Ever wondered what a Spartan warrior looked like, what he ate and what diseases he was prone to develop? Or what food intolerances did a city dweller of ancient Macedonia have during the Hellenistic period? Questions that may sound almost unanswerable thousands of years after these people lived, can now be solved thanks to a groundbreaking project that analyzes humans who lived in ancient Greece. Based on their skeletal remains and the reconstruction of each individual’s visible and functional phenotype, their biographies are created and then taken to museums and exhibitions to publicly unveil the unlocked, living secrets of Greece’s old-age inhabitants.
The European project, called BioMuse, is a collaboration between the Laboratory of Physical Anthropology of the Democritus University of Thrace, Greece, the Palaeogenetics Group of the University of Mainz, the Reiss-Engelhorn Museums Mannheim, both in Germany, and TETRAGON. The results relating to Greece’s genetic heritage have been presented in several exhibitions across Greece. Currently the biographies of ten men and women who lived at different times and in different parts of ancient Greece are presented at the Archaeological Museum of Drama until April 7, 2025. There, the public can delve into their daily lives, habits and way of life through a unique presentation.
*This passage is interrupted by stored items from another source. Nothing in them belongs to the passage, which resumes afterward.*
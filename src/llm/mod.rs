//! Language model abstraction and the OpenAI chat completions adapter.

use async_trait::async_trait;
use reqwest::{Client, StatusCode};
use serde::Deserialize;
use serde_json::json;
use std::time::Duration;
use thiserror::Error;

use crate::config::Config;

/// Errors raised by language model adapters.
#[derive(Debug, Error)]
pub enum LlmError {
    /// Adapter requires credentials that were not configured.
    #[error("Missing API key for language model")]
    MissingApiKey,
    /// HTTP layer failed before a usable response arrived.
    #[error("Language model request failed: {0}")]
    Http(#[from] reqwest::Error),
    /// Provider answered with a non-success status after all retries.
    #[error("Language model returned {status}: {body}")]
    UnexpectedStatus {
        /// Final HTTP status.
        status: StatusCode,
        /// Response body, if any.
        body: String,
    },
    /// Provider answered without any completion text.
    #[error("Language model returned no content")]
    EmptyResponse,
}

/// Prompt-in, text-out language model.
#[async_trait]
pub trait LanguageModel: Send + Sync {
    /// Send `prompt` as a system message and return the completion text.
    async fn complete(&self, prompt: &str) -> Result<String, LlmError>;
}

/// Generation settings for [`OpenAiChatModel`].
#[derive(Debug, Clone)]
pub struct ChatSettings {
    /// Chat model identifier.
    pub model: String,
    /// Sampling temperature.
    pub temperature: f32,
    /// Completion token cap.
    pub max_tokens: u32,
    /// Per-request timeout.
    pub timeout: Duration,
    /// Extra attempts after a rate-limited or failed (5xx) response.
    pub max_retries: u32,
    /// Delay before the first retry; doubled on each further retry.
    pub retry_base_delay: Duration,
}

impl Default for ChatSettings {
    fn default() -> Self {
        Self {
            model: "gpt-3.5-turbo".into(),
            temperature: 0.0,
            max_tokens: 800,
            timeout: Duration::from_secs(60),
            max_retries: 2,
            retry_base_delay: Duration::from_millis(500),
        }
    }
}

/// OpenAI `/chat/completions` client.
pub struct OpenAiChatModel {
    http: Client,
    base_url: String,
    api_key: String,
    settings: ChatSettings,
}

impl OpenAiChatModel {
    /// Build a chat model client against the API rooted at `base_url`.
    pub fn new(
        base_url: impl Into<String>,
        api_key: impl Into<String>,
        settings: ChatSettings,
    ) -> Result<Self, LlmError> {
        let http = Client::builder()
            .user_agent("pdfrag/chat")
            .timeout(settings.timeout)
            .build()?;
        Ok(Self {
            http,
            base_url: base_url.into(),
            api_key: api_key.into(),
            settings,
        })
    }

    /// Build a chat model from the loaded configuration.
    pub fn from_config(config: &Config) -> Result<Self, LlmError> {
        let api_key = config.openai_api_key.clone().ok_or(LlmError::MissingApiKey)?;
        Self::new(
            config.openai_base_url.clone(),
            api_key,
            ChatSettings {
                model: config.openai_model.clone(),
                ..ChatSettings::default()
            },
        )
    }

    fn endpoint(&self) -> String {
        format!("{}/chat/completions", self.base_url.trim_end_matches('/'))
    }

    fn retry_delay(&self, attempt: u32) -> Duration {
        self.settings.retry_base_delay * 2_u32.saturating_pow(attempt)
    }
}

#[derive(Deserialize)]
struct ChatResponse {
    #[serde(default)]
    choices: Vec<ChatChoice>,
}

#[derive(Deserialize)]
struct ChatChoice {
    message: ChatMessage,
}

#[derive(Deserialize)]
struct ChatMessage {
    #[serde(default)]
    content: Option<String>,
}

fn is_retryable(status: StatusCode) -> bool {
    status == StatusCode::TOO_MANY_REQUESTS || status.is_server_error()
}

#[async_trait]
impl LanguageModel for OpenAiChatModel {
    async fn complete(&self, prompt: &str) -> Result<String, LlmError> {
        let body = json!({
            "model": self.settings.model,
            "temperature": self.settings.temperature,
            "max_tokens": self.settings.max_tokens,
            "messages": [{ "role": "system", "content": prompt }],
        });

        let mut attempt = 0;
        let response = loop {
            let response = self
                .http
                .post(self.endpoint())
                .bearer_auth(&self.api_key)
                .json(&body)
                .send()
                .await?;
            let status = response.status();
            if status.is_success() {
                break response;
            }
            if !is_retryable(status) || attempt >= self.settings.max_retries {
                let body = response.text().await.unwrap_or_default();
                return Err(LlmError::UnexpectedStatus { status, body });
            }
            let delay = self.retry_delay(attempt);
            attempt += 1;
            tracing::warn!(
                status = %status,
                attempt,
                max_retries = self.settings.max_retries,
                delay_ms = delay.as_millis() as u64,
                "Chat completion failed; retrying"
            );
            tokio::time::sleep(delay).await;
        };

        let ChatResponse { choices } = response.json().await?;
        choices
            .into_iter()
            .next()
            .and_then(|choice| choice.message.content)
            .ok_or(LlmError::EmptyResponse)
    }
}

#[cfg(test)]
mod tests {
    use super::*;
    use httpmock::{Method::POST, MockServer};

    fn model_for(server: &MockServer) -> OpenAiChatModel {
        OpenAiChatModel::new(
            server.base_url(),
            "sk-test",
            ChatSettings {
                retry_base_delay: Duration::ZERO,
                ..ChatSettings::default()
            },
        )
        .expect("client")
    }

    #[tokio::test]
    async fn sends_prompt_as_system_message() {
        let server = MockServer::start_async().await;
        let mock = server
            .mock_async(|when, then| {
                when.method(POST)
                    .path("/chat/completions")
                    .header("authorization", "Bearer sk-test")
                    .json_body_partial(
                        r#"{"model":"gpt-3.5-turbo","max_tokens":800,"messages":[{"role":"system","content":"Say hi"}]}"#,
                    );
                then.status(200).json_body(json!({
                    "choices": [{ "message": { "role": "assistant", "content": "hi" } }]
                }));
            })
            .await;

        let answer = model_for(&server).complete("Say hi").await.expect("answer");
        mock.assert();
        assert_eq!(answer, "hi");
    }

    #[tokio::test]
    async fn retries_server_errors_then_gives_up() {
        let server = MockServer::start_async().await;
        let mock = server
            .mock_async(|when, then| {
                when.method(POST).path("/chat/completions");
                then.status(503).body("overloaded");
            })
            .await;

        let error = model_for(&server)
            .complete("prompt")
            .await
            .expect_err("must fail");
        mock.assert_hits(3);
        assert!(matches!(
            error,
            LlmError::UnexpectedStatus { status, .. } if status == StatusCode::SERVICE_UNAVAILABLE
        ));
    }

    #[tokio::test]
    async fn client_errors_are_not_retried() {
        let server = MockServer::start_async().await;
        let mock = server
            .mock_async(|when, then| {
                when.method(POST).path("/chat/completions");
                then.status(400).body("bad request");
            })
            .await;

        let error = model_for(&server)
            .complete("prompt")
            .await
            .expect_err("must fail");
        mock.assert_hits(1);
        assert!(matches!(error, LlmError::UnexpectedStatus { .. }));
    }

    #[tokio::test]
    async fn missing_content_is_an_empty_response() {
        let server = MockServer::start_async().await;
        server
            .mock_async(|when, then| {
                when.method(POST).path("/chat/completions");
                then.status(200).json_body(json!({ "choices": [] }));
            })
            .await;

        let error = model_for(&server)
            .complete("prompt")
            .await
            .expect_err("no choices");
        assert!(matches!(error, LlmError::EmptyResponse));
    }
}
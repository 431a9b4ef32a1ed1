//! Prompt templates for question rewriting and grounded answering.

use super::types::{HistoryMessage, MessageRole};
use crate::vector_index::RetrievedDocument;

const CONTEXTUALIZE_TEMPLATE: &str = "Given the chat history and the user's last question, which \
may refer to the context in the chat history, ask a question of its own, which can be understood \
without the chat history. DO NOT answer the question, only rephrase it if necessary, and otherwise \
return it as is.

Chat: {chat_history}

Input: {input}";

const ANSWER_TEMPLATE: &str = "You are an assistant who answers questions.
Answer in english concisely using only the information contained in the context provided and the \
history of the conversation.
If the context does not contain enough information to construct a short answer, do not invent \
anything and reply that it is not possible to provide an answer.

Context: {context}

Input: {input}";

/// Prompt asking the model to rewrite `question` so it stands alone without `history`.
pub fn contextualize_prompt(history: &[HistoryMessage], question: &str) -> String {
    let history = format_history(history);
    fill_template(
        CONTEXTUALIZE_TEMPLATE,
        &[("chat_history", history.as_str()), ("input", question)],
    )
}

/// Prompt asking the model to answer `question` from `context` only.
pub fn answer_prompt(context: &str, question: &str) -> String {
    fill_template(
        ANSWER_TEMPLATE,
        &[("context", context), ("input", question)],
    )
}

/// Substitute `{name}` slots in a single left-to-right pass.
///
/// Substituted values are never rescanned, so braces inside documents or questions survive.
fn fill_template(template: &str, slots: &[(&str, &str)]) -> String {
    let mut rendered = String::with_capacity(template.len());
    let mut rest = template;
    while let Some(open) = rest.find('{') {
        rendered.push_str(&rest[..open]);
        let tail = &rest[open + 1..];
        let slot = slots.iter().find(|(name, _)| {
            tail.strip_prefix(name)
                .is_some_and(|after| after.starts_with('}'))
        });
        match slot {
            Some((name, value)) => {
                rendered.push_str(value);
                rest = &tail[name.len() + 1..];
            }
            None => {
                rendered.push('{');
                rest = tail;
            }
        }
    }
    rendered.push_str(rest);
    rendered
}

/// Concatenate documents as `"{title}\n{text}\n\n"` blocks, in rank order.
pub fn build_context(documents: &[RetrievedDocument]) -> String {
    documents
        .iter()
        .map(|document| format!("{}\n{}\n\n", document.title(), document.text))
        .collect()
}

fn format_history(history: &[HistoryMessage]) -> String {
    history
        .iter()
        .map(|message| {
            let speaker = match message.role {
                MessageRole::Human => "Human",
                MessageRole::Ai => "AI",
            };
            format!("{speaker}: {}", message.content)
        })
        .collect::<Vec<_>>()
        .join("\n")
}

#[cfg(test)]
mod tests {
    use super::*;
    use serde_json::{Map, Value};

    fn document(title: &str, text: &str) -> RetrievedDocument {
        let mut metadata = Map::new();
        metadata.insert("title".into(), Value::from(title));
        RetrievedDocument {
            text: text.into(),
            metadata,
            score: 1.0,
        }
    }

    #[test]
    fn context_blocks_follow_rank_order() {
        let context = build_context(&[document("a", "first"), document("b", "second")]);
        assert_eq!(context, "a\nfirst\n\nb\nsecond\n\n");
    }

    #[test]
    fn contextualize_prompt_includes_history_and_question() {
        let prompt = contextualize_prompt(
            &[
                HistoryMessage::human("What is a heat pump?"),
                HistoryMessage::ai("A device that moves heat."),
            ],
            "how efficient is it",
        );
        let expected_chat = "Chat: Human: What is a heat pump?\nAI: A device that moves heat.";
        assert!(prompt.contains(expected_chat));
        assert!(prompt.ends_with("Input: how efficient is it"));
        assert!(!prompt.contains("{input}"));
    }

    #[test]
    fn placeholders_inside_documents_are_left_alone() {
        let text = "Write {input} where the question goes.";
        let context = build_context(&[document("templates", text)]);
        let prompt = answer_prompt(&context, "QUESTION");
        assert!(prompt.contains(&format!("Context: templates\n{text}")));
        assert!(prompt.ends_with("Input: QUESTION"));
    }

    #[test]
    fn placeholders_inside_history_and_question_are_left_alone() {
        let prompt = contextualize_prompt(
            &[HistoryMessage::human("what does {context} mean")],
            "and {input}?",
        );
        assert!(prompt.contains("Chat: Human: what does {context} mean"));
        assert!(prompt.ends_with("Input: and {input}?"));
    }

    #[test]
    fn answer_prompt_fills_both_slots() {
        let prompt = answer_prompt("ctx", "question?");
        assert!(prompt.contains("Context: ctx"));
        assert!(prompt.contains("Input: question?"));
        assert!(!prompt.contains("{context}"));
    }
}
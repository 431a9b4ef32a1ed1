//! Extraction of page text from source files, followed by splitting into raw chunks.

use async_trait::async_trait;
use serde_json::{Map, Value};

use super::splitter::TextSplitter;
use super::types::{ExtractionError, RawChunk};

/// Turns the bytes of one source file into ordered raw chunks.
///
/// Implementations must be deterministic: identical bytes produce identical chunks.
#[async_trait]
pub trait DocumentExtractor: Send + Sync {
    /// Extract text from `bytes` and split it into chunks carrying page metadata.
    async fn extract_and_split(&self, bytes: Vec<u8>) -> Result<Vec<RawChunk>, ExtractionError>;
}

/// PDF extractor backed by `pdf-extract`, splitting page by page.
#[derive(Debug, Clone, Default)]
pub struct PdfExtractor {
    splitter: TextSplitter,
}

impl PdfExtractor {
    /// Build an extractor that splits pages with `splitter`.
    pub fn new(splitter: TextSplitter) -> Self {
        Self { splitter }
    }
}

#[async_trait]
impl DocumentExtractor for PdfExtractor {
    async fn extract_and_split(&self, bytes: Vec<u8>) -> Result<Vec<RawChunk>, ExtractionError> {
        let splitter = self.splitter.clone();
        tokio::task::spawn_blocking(move || {
            let pages = pdf_extract::extract_text_from_mem_by_pages(&bytes)
                .map_err(|error| ExtractionError::Pdf(error.to_string()))?;
            tracing::debug!(pages = pages.len(), "Extracted PDF pages");
            Ok(split_pages(&splitter, &pages))
        })
        .await?
    }
}

/// Split extracted pages, tagging each chunk with its 1-based page number.
pub fn split_pages(splitter: &TextSplitter, pages: &[String]) -> Vec<RawChunk> {
    let total_pages = pages.len();
    pages
        .iter()
        .enumerate()
        .flat_map(|(index, page)| {
            let mut metadata = Map::new();
            metadata.insert("page_number".into(), Value::from(index + 1));
            metadata.insert("total_pages".into(), Value::from(total_pages));
            splitter.split_into_chunks(page, &metadata)
        })
        .collect()
}
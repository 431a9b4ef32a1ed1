//! Request, response, history, and error types for the reply flow.

use reqwest::StatusCode;
use serde::{Deserialize, Serialize};
use thiserror::Error;

use crate::llm::LlmError;
use crate::vector_index::{RetrievedDocument, VectorIndexError};

/// Incoming question from a user.
///
/// Every field is optional on the wire so missing values surface as validation errors with the
/// right message instead of a generic deserialization failure.
#[derive(Debug, Clone, Default, Deserialize, Serialize)]
#[serde(rename_all = "camelCase")]
pub struct ReplyRequest {
    /// Whether the user accepted the use policy.
    #[serde(default)]
    pub consent_accepted: Option<bool>,
    /// When consent was given. Logged with the consent check and with each generated reply.
    #[serde(default)]
    pub consent_timestamp: Option<String>,
    /// Caller identity.
    #[serde(default)]
    pub user_id: Option<String>,
    /// Conversation identity, scoped to the user.
    #[serde(default)]
    pub session_id: Option<String>,
    /// The user's question.
    #[serde(default)]
    pub query: Option<String>,
}

/// Answer returned to the user.
#[derive(Debug, Clone, PartialEq, Serialize, Deserialize)]
#[serde(rename_all = "camelCase")]
pub struct ReplyResponse {
    /// Model answer grounded in the retrieved context.
    pub answer: String,
    /// Question after rewriting against the conversation history.
    pub standalone_question: String,
    /// Documents the answer was grounded on, best match first.
    pub sources: Vec<SourceReference>,
}

/// Pointer to a document used as context.
#[derive(Debug, Clone, PartialEq, Serialize, Deserialize)]
#[serde(rename_all = "camelCase")]
pub struct SourceReference {
    /// Document title.
    pub title: String,
    /// Source file name, when recorded.
    pub filename: Option<String>,
    /// Page the chunk came from, when recorded.
    pub page_number: Option<u64>,
    /// Similarity score.
    pub score: f32,
}

impl From<&RetrievedDocument> for SourceReference {
    fn from(document: &RetrievedDocument) -> Self {
        Self {
            title: document.title().to_string(),
            filename: document
                .metadata
                .get("filename")
                .and_then(|value| value.as_str())
                .map(str::to_string),
            page_number: document
                .metadata
                .get("page_number")
                .and_then(|value| value.as_u64()),
            score: document.score,
        }
    }
}

/// Author of a history message.
#[derive(Debug, Clone, Copy, PartialEq, Eq, Serialize, Deserialize)]
#[serde(rename_all = "lowercase")]
pub enum MessageRole {
    /// The user.
    Human,
    /// The assistant.
    Ai,
}

/// One entry in a conversation history.
#[derive(Debug, Clone, PartialEq, Eq, Serialize, Deserialize)]
pub struct HistoryMessage {
    /// Who wrote the message.
    pub role: MessageRole,
    /// Message text.
    pub content: String,
}

impl HistoryMessage {
    /// Message written by the user.
    pub fn human(content: impl Into<String>) -> Self {
        Self {
            role: MessageRole::Human,
            content: content.into(),
        }
    }

    /// Message written by the assistant.
    pub fn ai(content: impl Into<String>) -> Self {
        Self {
            role: MessageRole::Ai,
            content: content.into(),
        }
    }
}

/// Errors raised by session stores.
#[derive(Debug, Error)]
pub enum SessionError {
    /// Backing store could not be reached or refused the operation.
    #[error("Session store unavailable: {0}")]
    Unavailable(String),
}

/// Errors surfaced by the reply flow, each mapped to an HTTP status.
#[derive(Debug, Error)]
pub enum ReplyError {
    /// Request is missing consent or caller identity.
    #[error("{0}")]
    InvalidRequest(String),
    /// Question is missing or too vague to answer.
    #[error("{0}")]
    InvalidQuery(String),
    /// Moderation flagged the question.
    #[error("Content moderation failed: inappropriate content detected")]
    ContentRejected,
    /// Language model call failed.
    #[error(transparent)]
    Llm(#[from] LlmError),
    /// Similarity search failed.
    #[error(transparent)]
    Retrieval(#[from] VectorIndexError),
    /// Session history could not be read or written.
    #[error(transparent)]
    Session(#[from] SessionError),
    /// Model produced an empty answer.
    #[error("Invalid response format from language model")]
    InvalidResponse,
}

impl ReplyError {
    /// HTTP status reported for this error.
    pub fn status_code(&self) -> StatusCode {
        match self {
            Self::InvalidRequest(_) | Self::InvalidQuery(_) => StatusCode::BAD_REQUEST,
            Self::ContentRejected
            | Self::Llm(_)
            | Self::Retrieval(_)
            | Self::Session(_)
            | Self::InvalidResponse => StatusCode::INTERNAL_SERVER_ERROR,
        }
    }

    /// Short machine-readable category.
    pub fn kind(&self) -> &'static str {
        match self {
            Self::InvalidRequest(_) => "REQUEST_ERROR",
            Self::InvalidQuery(_) => "CHAT_ERROR",
            Self::ContentRejected => "MODERATION_ERROR",
            Self::Llm(_) | Self::InvalidResponse => "LLM_ERROR",
            Self::Retrieval(_) => "RETRIEVAL_ERROR",
            Self::Session(_) => "SESSION_ERROR",
        }
    }
}
//! Conversation history storage keyed by `{userId}_{sessionId}`.

use async_trait::async_trait;
use std::collections::HashMap;
use std::time::{Duration, Instant};
use tokio::sync::RwLock;

use super::types::{HistoryMessage, SessionError};

/// TTL-bound store of conversation histories.
#[async_trait]
pub trait SessionStore: Send + Sync {
    /// Messages recorded for `key`, oldest first. Unknown or expired keys yield an empty history.
    async fn messages(&self, key: &str) -> Result<Vec<HistoryMessage>, SessionError>;

    /// Append `messages` to the history for `key` and refresh its TTL.
    async fn append(&self, key: &str, messages: Vec<HistoryMessage>) -> Result<(), SessionError>;
}

/// Build the storage key for a user's session.
pub fn session_key(user_id: &str, session_id: &str) -> String {
    format!("{user_id}_{session_id}")
}

struct SessionEntry {
    messages: Vec<HistoryMessage>,
    expires_at: Instant,
}

/// In-process [`SessionStore`].
///
/// Expired histories are invisible to readers and are evicted on every write, so the map only
/// holds sessions written within the last TTL.
pub struct InMemorySessionStore {
    ttl: Duration,
    sessions: RwLock<HashMap<String, SessionEntry>>,
}

impl InMemorySessionStore {
    /// Create a store whose histories live for `ttl` after their last write.
    pub fn new(ttl: Duration) -> Self {
        Self {
            ttl,
            sessions: RwLock::new(HashMap::new()),
        }
    }

    /// Drop every expired history, returning how many were removed.
    pub async fn purge_expired(&self) -> usize {
        let mut sessions = self.sessions.write().await;
        evict_expired(&mut sessions, Instant::now())
    }

    /// Number of histories currently held, expired ones not yet evicted included.
    pub async fn len(&self) -> usize {
        self.sessions.read().await.len()
    }

    /// Whether the store holds no history at all.
    pub async fn is_empty(&self) -> bool {
        self.sessions.read().await.is_empty()
    }
}

fn evict_expired(sessions: &mut HashMap<String, SessionEntry>, now: Instant) -> usize {
    let before = sessions.len();
    sessions.retain(|_, entry| entry.expires_at > now);
    let evicted = before - sessions.len();
    if evicted > 0 {
        tracing::debug!(evicted, remaining = sessions.len(), "Evicted expired sessions");
    }
    evicted
}

#[async_trait]
impl SessionStore for InMemorySessionStore {
    async fn messages(&self, key: &str) -> Result<Vec<HistoryMessage>, SessionError> {
        let sessions = self.sessions.read().await;
        Ok(sessions
            .get(key)
            .filter(|entry| entry.expires_at > Instant::now())
            .map(|entry| entry.messages.clone())
            .unwrap_or_default())
    }

    async fn append(&self, key: &str, messages: Vec<HistoryMessage>) -> Result<(), SessionError> {
        let now = Instant::now();
        let mut sessions = self.sessions.write().await;
        evict_expired(&mut sessions, now);
        let entry = sessions
            .entry(key.to_string())
            .or_insert_with(|| SessionEntry {
                messages: Vec::new(),
                expires_at: now,
            });
        entry.messages.extend(messages);
        entry.expires_at = now + self.ttl;
        Ok(())
    }
}

#[cfg(test)]
mod tests {
    use super::*;

    #[test]
    fn key_joins_user_and_session() {
        assert_eq!(session_key("alice", "s1"), "alice_s1");
    }

    #[tokio::test]
    async fn appended_messages_are_returned_in_order() {
        let store = InMemorySessionStore::new(Duration::from_secs(60));
        store
            .append(
                "k",
                vec![HistoryMessage::human("q1"), HistoryMessage::ai("a1")],
            )
            .await
            .unwrap();
        store
            .append("k", vec![HistoryMessage::human("q2")])
            .await
            .unwrap();

        let messages = store.messages("k").await.unwrap();
        assert_eq!(
            messages,
            vec![
                HistoryMessage::human("q1"),
                HistoryMessage::ai("a1"),
                HistoryMessage::human("q2"),
            ]
        );
        assert!(store.messages("other").await.unwrap().is_empty());
    }

    #[tokio::test]
    async fn expired_history_is_forgotten() {
        let store = InMemorySessionStore::new(Duration::from_millis(10));
        store
            .append("k", vec![HistoryMessage::human("old")])
            .await
            .unwrap();
        tokio::time::sleep(Duration::from_millis(30)).await;

        assert!(store.messages("k").await.unwrap().is_empty());
        store
            .append("k", vec![HistoryMessage::human("new")])
            .await
            .unwrap();
        assert_eq!(
            store.messages("k").await.unwrap(),
            vec![HistoryMessage::human("new")]
        );
    }

    #[tokio::test]
    async fn purge_removes_only_expired_sessions() {
        let store = InMemorySessionStore::new(Duration::from_millis(10));
        store
            .append("a", vec![HistoryMessage::human("x")])
            .await
            .unwrap();
        tokio::time::sleep(Duration::from_millis(30)).await;
        store
            .append("b", vec![HistoryMessage::human("y")])
            .await
            .unwrap();

        assert_eq!(store.purge_expired().await, 0);
        assert_eq!(store.len().await, 1);
        assert_eq!(store.messages("b").await.unwrap().len(), 1);

        tokio::time::sleep(Duration::from_millis(30)).await;
        assert_eq!(store.purge_expired().await, 1);
        assert!(store.is_empty().await);
    }

    #[tokio::test]
    async fn writes_evict_other_expired_sessions() {
        let store = InMemorySessionStore::new(Duration::from_millis(20));
        for user in ["u1", "u2", "u3"] {
            store
                .append(&session_key(user, "s"), vec![HistoryMessage::human("hi")])
                .await
                .unwrap();
        }
        assert_eq!(store.len().await, 3);
        tokio::time::sleep(Duration::from_millis(50)).await;

        store
            .append("u4_s", vec![HistoryMessage::human("hello")])
            .await
            .unwrap();
        assert_eq!(store.len().await, 1);
        assert_eq!(store.messages("u4_s").await.unwrap().len(), 1);
    }
}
“In reality, what we did was study the bones of these people so we can compose their stories, based on their age, sex and what they ate,” Prof. Christina Papageorgopoulou, head of the project and director of the Laboratory of Physical Anthropology at Thrace University tells AMNA.
Prof. Papageorgopoulou notes that the artifacts found in their graves added valuable information on building their biographies and that at the exhibition visitors can see not only what these individuals looked like and how they lived, but also get information “on their illnesses, the injuries they had, the likelihood of genetic diseases, their movement but also their food intolerances.”
The biographies behind the ancient bone fragments unearthed across Greece
The project aims to analyze a series of 50 humans, including their full genomes, who lived in Greece from the Mesolithic to the Byzantine period.
Currently, 10 of them are introducing themselves to the exhibition visitors through the characteristics of their bones: the hunter-gatherer of Astypalea, a 4-year-old girl called the memory keeper, the mother from Agios Panteleimonas in Florina, northwestern Greece, the Lacedaemonian of Sparta, the woman with the trepanned skull from Abdera in northeastern Greece, the history observer from Tenea, the city dweller from Thessaloniki and the warrior from Doliani.
The woman from Abdera with the trepanned skull, who lived in the Archaic period between 650-600 BC, is one of the most interesting cases because she underwent the ancient medical procedure of trepanation, a technique performed mostly in males, principally as a surgical treatment of cranial injuries and which is explicitly described by Hippocrates.
“From the analysis that we did, it appears that this woman had a predisposition for narcolepsy [a chronic neurological disorder],” Prof. Papageorgopoulou explains. “It is very possible that she suffered from this disease because she underwent the operation three times and she survived all three. We understand this from the degree to which the skull has healed each time.”
Moreover, according to BioMuse, the woman was between 45 and 51 years old, was lactose-intolerant, had pale skin and brown eyes.
The Lacedaemonian of Sparta on the other hand, had blue eyes and brown/blonde hair, he performed well at sports such as running and weight-lifting, 90 percent of his diet was animal and meat products, and he had a high likelihood of suffering a stroke and type II diabetes.
“At the lab, we study skeletal remains from many places where there are excavations,” Prof. Papageorgopoulou says, “but most of the material that we have been studying in the past few years comes from Thessaloniki, where excavations have been taking place for the operation of the metro. We have studied skeletal material from other ephorates too. The selection of the individuals was not random but based on specific data. They must all have those skeletal parts that can provide diagnostics for the elements we want to examine, to be from different parts of Greece, from different chronological times and their graves must have some burial findings.”
The unique evidence of the life of people in ancient Greece
The excavation, storage and study of bones is defined by scientific rules and a code of conduct. Their analysis is done in specialized laboratories and, as with every science, specific scientific protocols are followed. The composition of an osteobiography, which involves assembling all information available from the skeleton to create a life narrative for a single individual, is the result of a collaboration between many different individuals. Archaeologists, anthropologists and geneticists study and analyze the available data while museologists, architects and graphic designers recompose and highlight the ancient biographies.
In discovering the genetic history of those who lived in ancient Greece, scientists involved in the project also study their full genomes, meaning the complete set of information in the DNA of an organism. Today it is possible to study ancient DNA recovered from dead organisms (skeletons, mummies etc) found in archaeological excavations.